Brian Goeltzenleuchter and Stephen Ellis, Second Scape Series, pigment print, all 16" x 20", 2007
Image titles in order or appearance:
Second Scape: Dragon Moon (211,154, 14), pigment print, 16" x 20", 2007
Second Scape: Secret Reflections (18, 117, 16), pigment print, 16" x 20", 2007
Second Scape: Tir Niva (140, 154, 171), pigment print, 16" x 20", 2007
Second Scape: Straylight (217, 15, 36), pigment print, 16" x 20", 2007
Second Scape: Sanctum Sanctorum (162, 48, 18), pigment print, 16" x 20", 2007
Second Scape: Secret Reflections (61, 164, 23), pigment print, 16" x 20", 2007
Notes on Second Scape
In the essay "Photography between Labour and Capital," Allan Sekula wrote about the scientific and artistic 'dualism' that he claimed 'haunts photography.' The former scientific imperative seeks objective truth; the latter artistic imperative embraces subjective experience. While one can read the genre of landscape photography through either lens, in so doing, one accepts and propagates this dualistic false dilemma.
The work of collaborators Stephen John Ellis and Brian Goeltzenleuchter argues for socio-aesthetic hybrids in an attempt to explain representations of self through visual artifacts. In Second Scape the duo seeks to record the socially constructed landscapes created in the online, virtual world, Second Life. According to its website, Second Life is "a 3-D virtual world entirely built and owned by its residents”. The landscapes in Second Life, therefore, are entirely socially constructed, and reference the plurality of values characteristic of its over one million residents.

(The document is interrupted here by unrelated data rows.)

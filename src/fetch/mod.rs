mod basic;
mod client;

pub use basic::BasicClient;
pub use client::HttpClient;

use anyhow::{Context, Result};

/// Downloads `url` and returns the response body, failing on non-2xx status.
pub async fn fetch_bytes<C: HttpClient>(client: &C, url: &str) -> Result<Vec<u8>> {
    let req = reqwest::Request::new(
        reqwest::Method::GET,
        url.parse().with_context(|| format!("Invalid source URL `{url}`"))?,
    );

    let resp = client.execute(req).await?.error_for_status()?;
    Ok(resp.bytes().await?.to_vec())
}

pub fn is_remote(source: &str) -> bool {
    source.starts_with("http://") || source.starts_with("https://")
}

/// Loads the sales CSV from a local path or fetches it over HTTP.
#[tracing::instrument(fields(source = %source))]
pub async fn load_source(source: &str) -> Result<Vec<u8>> {
    let bytes = if is_remote(source) {
        let client = BasicClient::new();
        fetch_bytes(&client, source)
            .await
            .with_context(|| format!("Failed to fetch `{source}`"))?
    } else {
        tokio::fs::read(source)
            .await
            .with_context(|| format!("Failed to read `{source}`"))?
    };
    tracing::debug!(bytes = bytes.len(), "Source loaded");
    Ok(bytes)
}
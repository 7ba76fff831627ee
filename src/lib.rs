pub mod analyzers;
pub mod fetch;
pub mod output;
pub mod parser;
pub mod stats;
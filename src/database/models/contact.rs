use serde::{Deserialize, Serialize};

use super::{Entity, FieldSpec};

#[derive(Debug, Clone, PartialEq, Eq, Serialize, Deserialize)]
#[serde(rename_all = "camelCase")]
pub struct Contact {
    pub first_name: String,
    pub last_name: String,
    pub email: String,
    pub favorite_color: String,
    /// Free-form date string, stored as given.
    pub birthday: String,
}

impl Entity for Contact {
    const COLLECTION: &'static str = "contacts";
    const LABEL: &'static str = "Contact";
    const FIELDS: &'static [FieldSpec] = &[
        FieldSpec::text("firstName"),
        FieldSpec::text("lastName"),
        FieldSpec::text("email"),
        FieldSpec::text("favoriteColor"),
        FieldSpec::text("birthday"),
    ];
    const VALIDATION_MESSAGE: &'static str =
        "All fields (firstName, lastName, email, favoriteColor, birthday) are required.";
    const DELETED_MESSAGE: &'static str = "Contact deleted successfully.";
}
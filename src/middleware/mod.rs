pub mod session;

pub use session::{load_session, require_session};
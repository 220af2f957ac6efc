// handlers/dashboard.rs - GET /dashboard and GET /auth/dashboard
//
// Both sit behind middleware::load_session, so the user extension is present
// only for callers with a valid session.

use axum::{
    response::{Html, IntoResponse, Json, Redirect, Response},
    Extension,
};
use serde_json::{json, Value};

use crate::auth::SessionUser;
use crate::error::ApiError;

const DASHBOARD_PAGE: &str = r#"<!doctype html>
<html>
  <head><title>Dashboard</title></head>
  <body>
    <h1>Dashboard</h1>
    <a href="/profile">Profile</a>
    <a href="/auth/logout">Logout</a>
  </body>
</html>
"#;

/// Browser landing page after login; anonymous visitors go to `/login`.
pub async fn dashboard_page(user: Option<Extension<SessionUser>>) -> Response {
    match user {
        Some(_) => Html(DASHBOARD_PAGE).into_response(),
        None => Redirect::to("/login").into_response(),
    }
}

pub async fn dashboard(user: Option<Extension<SessionUser>>) -> Result<Json<Value>, ApiError> {
    let Extension(user) = user.ok_or_else(|| ApiError::unauthorized("Unauthorized"))?;
    Ok(Json(json!({
        "message": "Welcome to your dashboard!",
        "user": user,
    })))
}
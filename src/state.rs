//! Shared application state, built once at startup and cloned into every handler.

use std::sync::Arc;

use crate::config::AppConfig;
use crate::database::models::Entity;
use crate::database::{DocumentStore, Repository};

#[derive(Clone)]
pub struct AppState {
    pub store: Arc<dyn DocumentStore>,
    pub config: Arc<AppConfig>,
    /// Shared client for outbound OAuth calls.
    pub http: reqwest::Client,
}

impl AppState {
    pub fn new(store: Arc<dyn DocumentStore>, config: AppConfig) -> Self {
        Self {
            store,
            config: Arc::new(config),
            http: reqwest::Client::new(),
        }
    }

    pub fn repository<T: Entity>(&self) -> Repository<T> {
        Repository::new(Arc::clone(&self.store))
    }
}
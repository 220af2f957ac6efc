use axum::{
    extract::{Request, State},
    http::HeaderMap,
    middleware::Next,
    response::Response,
};

use crate::auth::{cookie_value, decode_session_token, SessionUser, SESSION_COOKIE};
use crate::error::ApiError;
use crate::state::AppState;

/// Rejects requests without a valid session and injects the `SessionUser`.
///
/// Browsers carry the token in the `session` cookie; API clients may send it
/// as a Bearer token instead.
pub async fn require_session(
    State(state): State<AppState>,
    mut request: Request,
    next: Next,
) -> Result<Response, ApiError> {
    let user = session_user(&state, request.headers()).ok_or_else(|| ApiError::unauthorized("Not authenticated"))?;

    request.extensions_mut().insert(user);
    Ok(next.run(request).await)
}

/// Injects the `SessionUser` when the request carries a valid session and
/// lets every request through; handlers decide what an anonymous caller gets.
pub async fn load_session(State(state): State<AppState>, mut request: Request, next: Next) -> Response {
    if let Some(user) = session_user(&state, request.headers()) {
        request.extensions_mut().insert(user);
    }
    next.run(request).await
}

fn session_user(state: &AppState, headers: &HeaderMap) -> Option<SessionUser> {
    let token = extract_session_token(headers)?;

    decode_session_token(&token, &state.config.security.session_secret)
        .map_err(|e| tracing::debug!("Rejected session token: {}", e))
        .ok()
}

fn extract_session_token(headers: &HeaderMap) -> Option<String> {
    let bearer = headers
        .get(axum::http::header::AUTHORIZATION)
        .and_then(|value| value.to_str().ok())
        .and_then(|value| value.strip_prefix("Bearer "))
        .map(str::trim)
        .filter(|token| !token.is_empty())
        .map(str::to_string);

    bearer.or_else(|| cookie_value(headers, SESSION_COOKIE).filter(|token| !token.is_empty()))
}
use axum::{
    http::{header, HeaderValue, Method},
    middleware,
    routing::get,
    Router,
};
use tower_http::{cors::CorsLayer, trace::TraceLayer};

use crate::config::SecurityConfig;
use crate::database::models::{Contact, Movie};
use crate::handlers::{auth, dashboard, profile, resource, service};
use crate::middleware::{load_session, require_session};
use crate::state::AppState;

/// Full HTTP surface of the service.
pub fn app(state: AppState) -> Router {
    let router = Router::new()
        // Public
        .route("/", get(service::root))
        .route("/health", get(service::health))
        // Collections
        .merge(resource::routes::<Contact>())
        .merge(resource::routes::<Movie>())
        // Browser login flow
        .merge(auth_routes())
        // Session aware
        .merge(dashboard_routes(state.clone()))
        // Session required
        .merge(protected_routes(state.clone()))
        .layer(TraceLayer::new_for_http());

    let router = match cors_layer(&state.config.security) {
        Some(cors) => router.layer(cors),
        None => router,
    };

    router.with_state(state)
}

fn auth_routes() -> Router<AppState> {
    Router::new()
        .route("/login", get(auth::login_page))
        .route("/auth/google", get(auth::google_login))
        .route("/auth/google/callback", get(auth::google_callback))
        .route("/auth/logout", get(auth::logout))
}

fn dashboard_routes(state: AppState) -> Router<AppState> {
    Router::new()
        .route("/dashboard", get(dashboard::dashboard_page))
        .route("/auth/dashboard", get(dashboard::dashboard))
        .route_layer(middleware::from_fn_with_state(state, load_session))
}

fn protected_routes(state: AppState) -> Router<AppState> {
    Router::new()
        .route("/profile", get(profile::profile))
        .route_layer(middleware::from_fn_with_state(state, require_session))
}

fn cors_layer(security: &SecurityConfig) -> Option<CorsLayer> {
    if !security.enable_cors {
        return None;
    }
    if security.cors_origins.is_empty() {
        return Some(CorsLayer::permissive());
    }

    let origins: Vec<HeaderValue> = security
        .cors_origins
        .iter()
        .filter_map(|origin| match HeaderValue::from_str(origin) {
            Ok(value) => Some(value),
            Err(_) => {
                tracing::warn!("Ignoring invalid CORS origin: {}", origin);
                None
            }
        })
        .collect();

    Some(
        CorsLayer::new()
            .allow_origin(origins)
            .allow_methods([Method::GET, Method::POST, Method::PUT, Method::DELETE])
            .allow_headers([header::CONTENT_TYPE, header::AUTHORIZATION])
            .allow_credentials(true),
    )
}
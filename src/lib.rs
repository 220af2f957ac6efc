pub mod app;
pub mod auth;
pub mod cli;
pub mod config;
pub mod database;
pub mod error;
pub mod handlers;
pub mod middleware;
pub mod state;
pub mod validation;

#[cfg(test)]
pub mod testing;
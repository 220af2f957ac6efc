#![allow(dead_code)]

use std::process::{Child, Command, Stdio};
use std::time::{Duration, Instant};

use anyhow::{Context, Result};
use reqwest::StatusCode;

pub const SESSION_SECRET: &str = "integration-session-secret";

/// A server process owned by one test; killed when dropped.
pub struct TestServer {
    pub base_url: String,
    child: Child,
}

impl TestServer {
    fn spawn() -> Result<Self> {
        let port = portpicker::pick_unused_port().context("failed to pick free port")?;
        let base_url = format!("http://127.0.0.1:{}", port);

        // Runs against TEST_DATABASE_URL when provided, otherwise the memory store
        let database_url = std::env::var("TEST_DATABASE_URL").unwrap_or_else(|_| "memory://".to_string());

        let mut cmd = Command::new(env!("CARGO_BIN_EXE_catalog-api"));
        cmd.env("CATALOG_API_PORT", port.to_string())
            .env("APP_ENV", "development")
            .env("DATABASE_URL", database_url)
            .env("SESSION_SECRET", SESSION_SECRET)
            .env_remove("GOOGLE_CLIENT_ID")
            .env_remove("GOOGLE_CLIENT_SECRET")
            .stdin(Stdio::null())
            .stdout(Stdio::inherit())
            .stderr(Stdio::inherit());

        let child = cmd.spawn().context("failed to spawn server binary")?;

        Ok(Self { base_url, child })
    }

    async fn wait_ready(&self, timeout: Duration) -> Result<()> {
        let client = reqwest::Client::new();
        let deadline = Instant::now() + timeout;
        let url = format!("{}/health", self.base_url);
        while Instant::now() < deadline {
            if let Ok(resp) = client.get(&url).send().await {
                if resp.status() == StatusCode::OK {
                    return Ok(());
                }
            }
            tokio::time::sleep(Duration::from_millis(150)).await;
        }
        anyhow::bail!("server did not become ready on {} within {:?}", self.base_url, timeout)
    }

    pub fn url(&self, path: &str) -> String {
        format!("{}{}", self.base_url, path)
    }
}

impl Drop for TestServer {
    fn drop(&mut self) {
        let _ = self.child.kill();
        let _ = self.child.wait();
    }
}

/// Start a fresh server and wait until `/health` answers.
pub async fn start_server() -> Result<TestServer> {
    let server = TestServer::spawn()?;
    server.wait_ready(Duration::from_secs(10)).await?;
    Ok(server)
}

/// Client that does not follow redirects, so login flow responses can be inspected.
pub fn client() -> reqwest::Client {
    reqwest::Client::builder()
        .redirect(reqwest::redirect::Policy::none())
        .build()
        .expect("client")
}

To accomplish this, Ellis and Goeltzenleuchter created virtual alter egos, or avatars, and built a photography studio in Second Life (Virtually Human Photography). Their avatars are social documentarians who travel extensively to survey and capture the topography of the Second Life landscape. Their avatars’ personae seek to exaggerate the subjectivities inherent in documentary photography, while simultaneously privileging the dynamic ways the landscape is imagined in this virtual world. The photographs function as memorials to fantasy landscapes.